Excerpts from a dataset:

━━━

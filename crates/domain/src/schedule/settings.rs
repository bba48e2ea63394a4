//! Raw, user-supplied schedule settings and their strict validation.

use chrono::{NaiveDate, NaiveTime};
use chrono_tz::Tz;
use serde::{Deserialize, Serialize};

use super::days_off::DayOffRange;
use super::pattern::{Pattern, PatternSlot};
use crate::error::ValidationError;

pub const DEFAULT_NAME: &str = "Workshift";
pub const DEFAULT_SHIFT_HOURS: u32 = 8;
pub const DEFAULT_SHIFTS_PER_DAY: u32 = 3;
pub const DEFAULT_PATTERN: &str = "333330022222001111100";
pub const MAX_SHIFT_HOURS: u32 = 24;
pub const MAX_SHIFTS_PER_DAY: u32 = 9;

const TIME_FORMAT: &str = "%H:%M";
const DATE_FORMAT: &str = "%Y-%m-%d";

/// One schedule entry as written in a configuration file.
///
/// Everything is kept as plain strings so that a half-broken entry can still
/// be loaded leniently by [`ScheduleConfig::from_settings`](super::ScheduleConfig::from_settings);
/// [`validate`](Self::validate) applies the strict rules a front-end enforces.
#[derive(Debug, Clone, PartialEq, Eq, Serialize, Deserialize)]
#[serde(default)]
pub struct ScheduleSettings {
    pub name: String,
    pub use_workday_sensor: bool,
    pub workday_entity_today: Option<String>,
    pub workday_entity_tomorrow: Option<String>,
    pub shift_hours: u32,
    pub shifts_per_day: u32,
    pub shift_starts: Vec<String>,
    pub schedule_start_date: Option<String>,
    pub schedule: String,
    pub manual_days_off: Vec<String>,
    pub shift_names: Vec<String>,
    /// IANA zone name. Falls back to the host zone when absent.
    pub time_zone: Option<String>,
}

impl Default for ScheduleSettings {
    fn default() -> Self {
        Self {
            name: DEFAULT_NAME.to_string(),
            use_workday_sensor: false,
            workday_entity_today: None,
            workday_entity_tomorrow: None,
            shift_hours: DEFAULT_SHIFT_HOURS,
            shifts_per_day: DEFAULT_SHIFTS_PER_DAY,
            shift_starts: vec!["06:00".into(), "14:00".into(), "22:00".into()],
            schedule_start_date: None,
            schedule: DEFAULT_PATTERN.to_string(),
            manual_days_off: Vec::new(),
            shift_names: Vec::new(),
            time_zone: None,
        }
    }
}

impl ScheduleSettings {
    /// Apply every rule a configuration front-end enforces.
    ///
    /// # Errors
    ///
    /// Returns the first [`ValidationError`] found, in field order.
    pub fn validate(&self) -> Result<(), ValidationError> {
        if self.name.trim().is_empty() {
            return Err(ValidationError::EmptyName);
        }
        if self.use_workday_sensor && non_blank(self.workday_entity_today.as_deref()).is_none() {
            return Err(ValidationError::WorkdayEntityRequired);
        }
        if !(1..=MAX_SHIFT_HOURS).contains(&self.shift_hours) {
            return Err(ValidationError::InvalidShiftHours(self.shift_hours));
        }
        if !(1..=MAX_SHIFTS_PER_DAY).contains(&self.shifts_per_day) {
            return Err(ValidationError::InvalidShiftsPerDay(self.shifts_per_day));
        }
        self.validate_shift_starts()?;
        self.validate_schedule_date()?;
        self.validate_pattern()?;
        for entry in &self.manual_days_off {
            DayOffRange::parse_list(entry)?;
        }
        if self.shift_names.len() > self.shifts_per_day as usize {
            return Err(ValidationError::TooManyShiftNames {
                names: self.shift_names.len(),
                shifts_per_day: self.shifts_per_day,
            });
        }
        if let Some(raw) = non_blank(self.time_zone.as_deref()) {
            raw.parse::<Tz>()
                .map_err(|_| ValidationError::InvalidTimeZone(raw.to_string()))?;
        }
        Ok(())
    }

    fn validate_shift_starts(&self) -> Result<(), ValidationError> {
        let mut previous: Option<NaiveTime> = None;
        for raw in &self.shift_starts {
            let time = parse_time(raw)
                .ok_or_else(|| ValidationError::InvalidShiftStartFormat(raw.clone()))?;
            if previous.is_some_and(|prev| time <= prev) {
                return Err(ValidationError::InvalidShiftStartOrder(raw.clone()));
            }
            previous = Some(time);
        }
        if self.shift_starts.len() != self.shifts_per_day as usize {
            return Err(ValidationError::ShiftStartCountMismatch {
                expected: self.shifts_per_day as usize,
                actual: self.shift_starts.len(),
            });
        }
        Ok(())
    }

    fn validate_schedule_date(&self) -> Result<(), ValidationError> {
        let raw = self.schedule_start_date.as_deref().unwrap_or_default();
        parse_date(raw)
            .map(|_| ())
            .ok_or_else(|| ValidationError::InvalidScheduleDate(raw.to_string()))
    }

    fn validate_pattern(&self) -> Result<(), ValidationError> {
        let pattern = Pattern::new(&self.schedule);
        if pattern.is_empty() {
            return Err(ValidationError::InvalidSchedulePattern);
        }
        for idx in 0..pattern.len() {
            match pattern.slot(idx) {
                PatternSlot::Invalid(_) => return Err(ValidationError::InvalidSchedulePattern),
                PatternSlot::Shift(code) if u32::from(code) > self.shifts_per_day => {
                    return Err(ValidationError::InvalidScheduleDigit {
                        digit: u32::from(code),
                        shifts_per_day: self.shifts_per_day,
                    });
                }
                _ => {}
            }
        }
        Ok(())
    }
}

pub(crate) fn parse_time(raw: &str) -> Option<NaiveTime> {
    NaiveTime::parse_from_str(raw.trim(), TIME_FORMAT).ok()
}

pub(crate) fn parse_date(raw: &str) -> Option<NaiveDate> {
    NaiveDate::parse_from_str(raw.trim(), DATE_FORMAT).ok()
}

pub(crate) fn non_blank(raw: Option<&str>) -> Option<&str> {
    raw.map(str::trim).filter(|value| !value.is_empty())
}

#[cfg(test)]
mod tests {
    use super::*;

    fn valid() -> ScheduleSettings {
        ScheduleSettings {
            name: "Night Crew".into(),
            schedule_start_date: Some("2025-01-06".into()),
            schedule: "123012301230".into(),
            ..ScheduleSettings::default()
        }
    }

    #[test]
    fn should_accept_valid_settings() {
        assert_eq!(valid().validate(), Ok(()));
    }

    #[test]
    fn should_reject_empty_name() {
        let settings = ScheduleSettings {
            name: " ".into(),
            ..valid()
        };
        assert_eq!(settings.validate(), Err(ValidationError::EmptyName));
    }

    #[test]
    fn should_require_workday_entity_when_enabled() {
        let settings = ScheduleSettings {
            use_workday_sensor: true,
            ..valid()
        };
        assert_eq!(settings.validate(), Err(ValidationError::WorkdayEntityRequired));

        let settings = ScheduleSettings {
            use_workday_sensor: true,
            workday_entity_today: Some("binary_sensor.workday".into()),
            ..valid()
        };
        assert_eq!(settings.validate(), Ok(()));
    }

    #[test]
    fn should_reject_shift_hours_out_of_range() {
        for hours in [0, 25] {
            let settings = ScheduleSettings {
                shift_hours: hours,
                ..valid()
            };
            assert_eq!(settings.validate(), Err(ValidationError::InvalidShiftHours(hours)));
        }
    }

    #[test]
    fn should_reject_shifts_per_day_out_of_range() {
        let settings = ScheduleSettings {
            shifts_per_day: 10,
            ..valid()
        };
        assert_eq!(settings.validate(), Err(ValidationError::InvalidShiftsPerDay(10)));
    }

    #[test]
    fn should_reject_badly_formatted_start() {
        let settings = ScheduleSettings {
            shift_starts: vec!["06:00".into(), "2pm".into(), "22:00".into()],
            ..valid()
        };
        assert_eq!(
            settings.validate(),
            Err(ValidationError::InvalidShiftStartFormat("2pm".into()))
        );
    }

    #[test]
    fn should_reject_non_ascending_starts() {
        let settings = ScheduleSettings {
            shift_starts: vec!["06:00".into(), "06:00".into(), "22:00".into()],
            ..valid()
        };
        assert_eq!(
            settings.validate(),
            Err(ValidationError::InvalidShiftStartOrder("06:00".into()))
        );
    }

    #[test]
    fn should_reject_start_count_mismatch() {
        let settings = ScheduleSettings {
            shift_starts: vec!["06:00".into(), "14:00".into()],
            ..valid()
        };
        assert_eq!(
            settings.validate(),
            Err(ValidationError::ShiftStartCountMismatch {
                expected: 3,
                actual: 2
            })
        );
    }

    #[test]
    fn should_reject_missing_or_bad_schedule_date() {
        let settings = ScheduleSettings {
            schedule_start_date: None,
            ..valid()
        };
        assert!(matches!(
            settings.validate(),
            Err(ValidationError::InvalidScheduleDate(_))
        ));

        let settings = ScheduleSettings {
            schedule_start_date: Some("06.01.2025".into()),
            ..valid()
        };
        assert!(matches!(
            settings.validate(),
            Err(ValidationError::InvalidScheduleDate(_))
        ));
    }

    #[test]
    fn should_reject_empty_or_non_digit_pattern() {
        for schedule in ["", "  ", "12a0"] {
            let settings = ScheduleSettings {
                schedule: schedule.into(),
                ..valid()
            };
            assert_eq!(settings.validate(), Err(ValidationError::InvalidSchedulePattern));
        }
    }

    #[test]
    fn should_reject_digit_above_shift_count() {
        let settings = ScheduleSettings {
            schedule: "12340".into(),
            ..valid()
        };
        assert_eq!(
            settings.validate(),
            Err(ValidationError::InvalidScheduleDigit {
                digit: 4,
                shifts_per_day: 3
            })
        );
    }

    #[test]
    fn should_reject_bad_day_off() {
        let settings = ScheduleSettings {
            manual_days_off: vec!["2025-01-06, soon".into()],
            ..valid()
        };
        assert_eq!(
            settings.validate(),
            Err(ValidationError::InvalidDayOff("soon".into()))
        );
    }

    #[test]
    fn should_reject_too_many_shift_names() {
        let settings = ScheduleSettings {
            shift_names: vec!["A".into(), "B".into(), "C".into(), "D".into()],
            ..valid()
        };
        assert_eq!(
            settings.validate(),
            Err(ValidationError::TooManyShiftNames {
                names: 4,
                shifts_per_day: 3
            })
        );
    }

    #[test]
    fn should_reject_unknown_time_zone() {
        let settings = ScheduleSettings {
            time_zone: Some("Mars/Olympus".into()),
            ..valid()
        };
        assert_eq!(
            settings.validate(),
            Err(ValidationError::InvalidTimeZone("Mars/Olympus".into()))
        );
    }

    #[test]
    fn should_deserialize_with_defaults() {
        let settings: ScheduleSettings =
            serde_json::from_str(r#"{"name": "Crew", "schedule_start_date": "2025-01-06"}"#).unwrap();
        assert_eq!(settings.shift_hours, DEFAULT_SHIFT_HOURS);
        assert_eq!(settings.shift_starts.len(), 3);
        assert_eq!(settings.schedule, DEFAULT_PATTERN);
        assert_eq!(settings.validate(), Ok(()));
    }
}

━━━

Instructions to follow =>
Please copy exactly the lines from the first line of the records above through the line containing "use super::days_off::DayOffRange;", including both, and nothing more.

Answer to this exercise =>
filename crates/domain/src/schedule/settings.rs
repository bba48e2ea63394a4
//! Raw, user-supplied schedule settings and their strict validation.

use chrono::{NaiveDate, NaiveTime};
use chrono_tz::Tz;
use serde::{Deserialize, Serialize};

use super::days_off::DayOffRange;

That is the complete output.